L’assurance emprunteur, qui permet notamment de couvrir les risques de décès et d’invalidité du souscripteur, est imposée pour contracter un prêt immobilier et son coût, malgré des tarifs globalement en baisse ces dernières années, reste d’autant plus important face à des taux d’emprunt au plus bas qui ont allégé les mensualités de remboursement. Et ce marché de l’assurance emprunteur, qui représente environ 7 milliards d’euros de primes annuelles, reste accaparé à environ 88% par les banques qui pratiquent des tarifs souvent beaucoup plus élevés que les assureurs alternatifs (en fonction des profils).

3 types de contrats

Les banques ont d’ailleurs su se réorganiser face à l’émergence des assureurs externes et de leurs tarifs très compétitifs. A côté de leurs « contrats groupes » traditionnels, les réseaux bancaires distribuent aujourd’hui de plus en plus de contrats internes alternatifs (« individualisés ») qui, par nature, sont davantage segmentés en fonction du risque associé à chaque profil d'emprunteur (âge, catégorie socio-professionnelle, état de santé...) et permettent donc des tarifs plus avantageux. Mais les tarifs les plus bas restent proposés par les contrats alternatifs externes lorsqu’un emprunteur choisit une délégation d’assurance. Les différences de prix peuvent alors être très importantes, en particulier pour les profils jeunes en bonne santé.

Le comparateur d'assurances Magnolia.fr estime par exemple que les contrats alternatifs externes sont entre deux et quatre fois moins chers que les contrats bancaires, ce qui peut permettre aux ménages de réduire le coût global de leur emprunt immobilier de 5.000 à 15.000 € en moyenne, par emprunteur, sur la durée du prêt.

2 possibilités aujourd’hui

Il est aujourd’hui possible de résilier son assurance emprunteur dans les 12 premiers mois suivant la souscription de son emprunt ou à chaque date anniversaire du contrat, sous réserve d’un préavis de 2 mois. Dans la pratique, certaines banques continuent à compliquer la tâche aux emprunteurs qui souhaitent changer d’assurance. Cette proposition de loi entend donc libéraliser totalement ce marché, de la même manière que celui de l’assurance automobile ou habitation. Pour leurs auteurs, il s’agirait de « garantir définitivement la liberté de choix des Français relative à leur assurance-emprunteur, tout en encadrant strictement le marché de celle-ci ».

6 articles

Dans le détail, le texte présenté par Patricia Lemoine et Olivier Becht comporte 6 articles dont le principal prévoit d’ouvrir la possibilité de résilier l'assurance-crédit immobilier sans frais et à tout moment, après la première année de souscription. Cette mesure entrerait en vigueur 6 mois après la promulgation de la loi.

Le texte poursuit aussi l’objectif de rendre plus transparentes les décisions de refus de substitution d’assurance et de renforcer fortement les sanctions administratives dans les cas où les prêteurs et assureurs tentent d’induire leurs clients en erreur, de ne pas leur répondre ou de le faire hors délai. Un article vise à supprimer le besoin d’éditer un avenant au contrat de prêt pour matérialiser le changement d’assurance, sachant que cela rajoute un délai de 10 jours de réflexion qui dans de nombreux cas peut conduire à des doubles prélèvements d’assurance. Enfin, alors qu’il n’est pas toujours facile pour le grand public de comparer le coût de différentes offres, il est proposé de dissocier l'assurance du TAEG (Taux Annuel Effectif Global mesurant le coût total du crédit) pour l'exprimer par le TAEA (Taux Annuel Effectif Assurance), représentatif du coût réel de l'assurance.

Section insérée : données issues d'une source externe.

//! Precompression of route bodies.
//!
//! Compressible routes carry gzip, brotli, and zstd variants computed once
//! at build time so the dispatcher only ever hands out finished buffers.
//! The three encoders are independent and run on the rayon pool; route
//! builds for different files already fan out in parallel, so a single
//! file's variants nest inside that parallelism with `rayon::join`.

use crate::{debug, log};
use anyhow::Result;
use flate2::{Compression, write::GzEncoder};
use std::io::Write;

/// Bodies smaller than this are not worth a compressed variant; the
/// header overhead eats the savings.
pub const MIN_COMPRESS_SIZE: usize = 1024;

/// Content codings the server can hand out.
#[derive(Debug, Clone, Copy, PartialEq, Eq)]
pub enum Encoding {
    Identity,
    Gzip,
    Brotli,
    Zstd,
}

impl Encoding {
    /// The coding name as it appears in `Content-Encoding`.
    pub fn name(self) -> &'static str {
        match self {
            Self::Identity => "identity",
            Self::Gzip => "gzip",
            Self::Brotli => "br",
            Self::Zstd => "zstd",
        }
    }
}

/// Compression levels, fixed at build time.
///
/// Startup pays for compression exactly once per file, so the defaults
/// lean toward smaller output rather than faster builds.
#[derive(Debug, Clone, Copy)]
pub struct Levels {
    pub gzip: u32,
    pub brotli: u32,
    pub zstd: i32,
}

impl Default for Levels {
    fn default() -> Self {
        Self {
            gzip: 6,
            brotli: 6,
            zstd: 3,
        }
    }
}

/// All three compressed variants of one buffer, produced in parallel.
///
/// A variant is omitted when its encoder fails (logged, the route still
/// serves `plain`) or when it fails to beat the input size.
pub fn compress_all(
    name: &str,
    plain: &[u8],
    levels: Levels,
) -> (Option<Vec<u8>>, Option<Vec<u8>>, Option<Vec<u8>>) {
    let (gzip, (brotli, zstd)) = rayon::join(
        || variant(name, "gzip", plain, gzip_compress(plain, levels.gzip)),
        || {
            rayon::join(
                || variant(name, "br", plain, brotli_compress(plain, levels.brotli)),
                || variant(name, "zstd", plain, zstd_compress(plain, levels.zstd)),
            )
        },
    );
    (gzip, brotli, zstd)
}

/// Unwrap one encoder result, dropping failures and unprofitable output.
fn variant(name: &str, coding: &str, plain: &[u8], result: Result<Vec<u8>>) -> Option<Vec<u8>> {
    match result {
        Ok(out) if out.len() < plain.len() => Some(out),
        Ok(out) => {
            debug!("routes"; "{name}: {coding} variant not smaller ({} >= {}), dropped", out.len(), plain.len());
            None
        }
        Err(e) => {
            log!("error"; "{name}: {coding} compression failed: {e}");
            None
        }
    }
}

pub fn gzip_compress(data: &[u8], level: u32) -> Result<Vec<u8>> {
    let mut encoder = GzEncoder::new(Vec::new(), Compression::new(level));
    encoder.write_all(data)?;
    Ok(encoder.finish()?)
}

pub fn brotli_compress(data: &[u8], quality: u32) -> Result<Vec<u8>> {
    let mut out = Vec::new();
    {
        let mut writer = brotli::CompressorWriter::new(&mut out, 4096, quality, 22);
        writer.write_all(data)?;
        writer.flush()?;
    }
    Ok(out)
}

pub fn zstd_compress(data: &[u8], level: i32) -> Result<Vec<u8>> {
    Ok(zstd::bulk::compress(data, level)?)
}
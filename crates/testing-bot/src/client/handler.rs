use serenity::{
    client::Context,
    model::{application::Interaction, event::VoiceServerUpdateEvent, gateway::Ready, voice::VoiceState},
};

use super::{
    event::{dispatch, GatewayEvent},
    App,
};
use crate::prelude::*;

#[derive(Debug)]
pub struct Handler {
    app: Arc<App>,
}

impl Handler {
    pub fn new_rc(app: Arc<App>) -> Arc<Self> { Arc::new(Self { app }) }

    async fn run(&self, event: GatewayEvent) {
        let method = event.name();

        if let Err(e) = dispatch(&self.app, event).await {
            error!("Error in {method}: {e:?}");
        }
    }
}

#[async_trait]
impl serenity::client::EventHandler for Handler {
    async fn ready(&self, ctx: Context, ready: Ready) {
        self.run(GatewayEvent::Started(ctx, ready)).await;
    }

    async fn interaction_create(&self, ctx: Context, int: Interaction) {
        self.run(GatewayEvent::Interaction(ctx, int)).await;
    }

    async fn voice_state_update(&self, _: Context, _: Option<VoiceState>, new: VoiceState) {
        self.run(GatewayEvent::VoiceStateUpdate(new)).await;
    }

    async fn voice_server_update(&self, _: Context, evt: VoiceServerUpdateEvent) {
        self.run(GatewayEvent::VoiceServerUpdate(evt)).await;
    }
}
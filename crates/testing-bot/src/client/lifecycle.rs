//! Process-level startup and shutdown steps

use std::sync::atomic::{AtomicBool, Ordering};

use serenity::{client::Context, model::{gateway::Ready, id::ChannelId}};

use super::App;
use crate::{prelude::*, voice::playback::Responder, VERSION};

const NOTIFY_TIMEOUT: Duration = Duration::from_secs(5);

/// Status messages for the operations channel.  Every method is a no-op if
/// no channel was configured.
#[derive(Debug)]
pub struct OpsNotifier {
    channel: Option<ChannelId>,
    responder: Arc<dyn Responder>,
    stopping: AtomicBool,
    timeout: Duration,
}

impl OpsNotifier {
    pub fn new(channel: Option<ChannelId>, responder: Arc<dyn Responder>) -> Self {
        Self {
            channel,
            responder,
            stopping: AtomicBool::new(false),
            timeout: NOTIFY_TIMEOUT,
        }
    }

    async fn notify(&self, content: &str) -> Result {
        let Some(channel) = self.channel else {
            return Ok(());
        };

        self.responder.respond(channel, content).await
    }

    pub async fn online(&self) -> Result {
        self.notify(&format!("Testing v{VERSION} now online!"))
            .await
            .context("Error sending online notification")
    }

    /// Announce shutdown without ever holding it up.  Only the first call
    /// sends anything.
    pub async fn shutting_down(&self) {
        if self.stopping.swap(true, Ordering::AcqRel) {
            return;
        }

        let msg = format!("Testing v{VERSION} is shutting down.");
        match tokio::time::timeout(self.timeout, self.notify(&msg)).await {
            Ok(Ok(())) => (),
            Ok(Err(err)) => warn!(?err, "Error sending shutdown notification"),
            Err(_) => warn!("Shutdown notification timed out"),
        }
    }
}

pub fn starting(app: &App) {
    info!(
        bot = %app.bot_id,
        extensions = %app.manifest,
        "Starting testing-bot v{VERSION}",
    );
}

#[instrument(level = "error", skip_all)]
pub async fn started(app: &App, ctx: &Context, ready: &Ready) -> Result {
    info!(
        user = %ready.user.name,
        guilds = ready.guilds.len(),
        "Gateway session ready",
    );

    if !app
        .registry
        .init(&ctx.http)
        .await
        .context("Error initializing command registry")?
    {
        debug!("Commands already registered, skipping");
        return Ok(());
    }

    info!("Commands registered");
    app.ops.online().await
}

pub async fn stopping(app: &App) {
    info!("Stopping");
    app.ops.shutting_down().await;
}

#[cfg(test)]
mod test {
    use serenity::model::id::ChannelId;

    use super::OpsNotifier;
    use crate::{
        prelude::*,
        voice::{playback::Responder, test::MockResponder},
        VERSION,
    };

    const OPS: ChannelId = ChannelId::new(42);

    fn notifier(channel: Option<ChannelId>) -> (Arc<MockResponder>, OpsNotifier) {
        let res = Arc::new(MockResponder::default());
        let ops = OpsNotifier::new(channel, Arc::clone(&res) as Arc<dyn Responder>);
        (res, ops)
    }

    #[tokio::test]
    async fn test_disabled_without_channel() {
        let (res, ops) = notifier(None);

        ops.online().await.unwrap();
        ops.shutting_down().await;

        assert!(res.sent().is_empty());
    }

    #[tokio::test]
    async fn test_online_message() {
        let (res, ops) = notifier(Some(OPS));

        ops.online().await.unwrap();

        assert_eq!(res.sent(), [(OPS, format!("Testing v{VERSION} now online!"))]);
    }

    #[tokio::test]
    async fn test_shutdown_at_most_once() {
        let (res, ops) = notifier(Some(OPS));

        ops.shutting_down().await;
        ops.shutting_down().await;

        assert_eq!(res.sent(), [(
            OPS,
            format!("Testing v{VERSION} is shutting down.")
        )]);
    }

    #[derive(Debug)]
    struct Hang;

    #[async_trait]
    impl Responder for Hang {
        async fn respond(&self, _: ChannelId, _: &str) -> Result {
            std::future::pending().await
        }
    }

    #[tokio::test(start_paused = true)]
    async fn test_shutdown_bounded() {
        let ops = OpsNotifier::new(Some(OPS), Arc::new(Hang));

        tokio::time::timeout(Duration::from_secs(60), ops.shutting_down())
            .await
            .unwrap();
    }
}
use redis::{aio::ConnectionLike, cmd, pipe, Pipeline, RedisResult, ToRedisArgs};

/// Optimistic `WATCH`/`MULTI` transaction over an async connection.
///
/// `func` is re-run until the atomic pipeline it builds commits, which is
/// signalled by returning `Some`.
pub async fn transaction_async<
    C: ConnectionLike,
    K: ToRedisArgs,
    T,
    F: AsyncFnMut(&mut C, &mut Pipeline) -> RedisResult<Option<T>>,
>(
    con: &mut C,
    keys: &[K],
    mut func: F,
) -> RedisResult<T> {
    loop {
        cmd("WATCH").arg(keys).exec_async(con).await?;

        let mut p = pipe();
        if let Some(response) = func(con, p.atomic()).await? {
            // a pipeline that never ran EXEC leaves the watch behind
            cmd("UNWATCH").exec_async(con).await?;
            return Ok(response);
        }
    }
}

Prochaine étape fin novembre

Cette proposition de loi doit maintenant être débattue à l'Assemblée Nationale fin novembre (probablement le 25 novembre), dans le cadre de la niche parlementaire du groupe politique Agir Ensemble. Des débats qui s’annoncent encore houleux puisque le sujet a divisé par le passé jusque dans le camp de la majorité et que les banques ne manqueront pas de remonter au créneau pour défendre leurs intérêts…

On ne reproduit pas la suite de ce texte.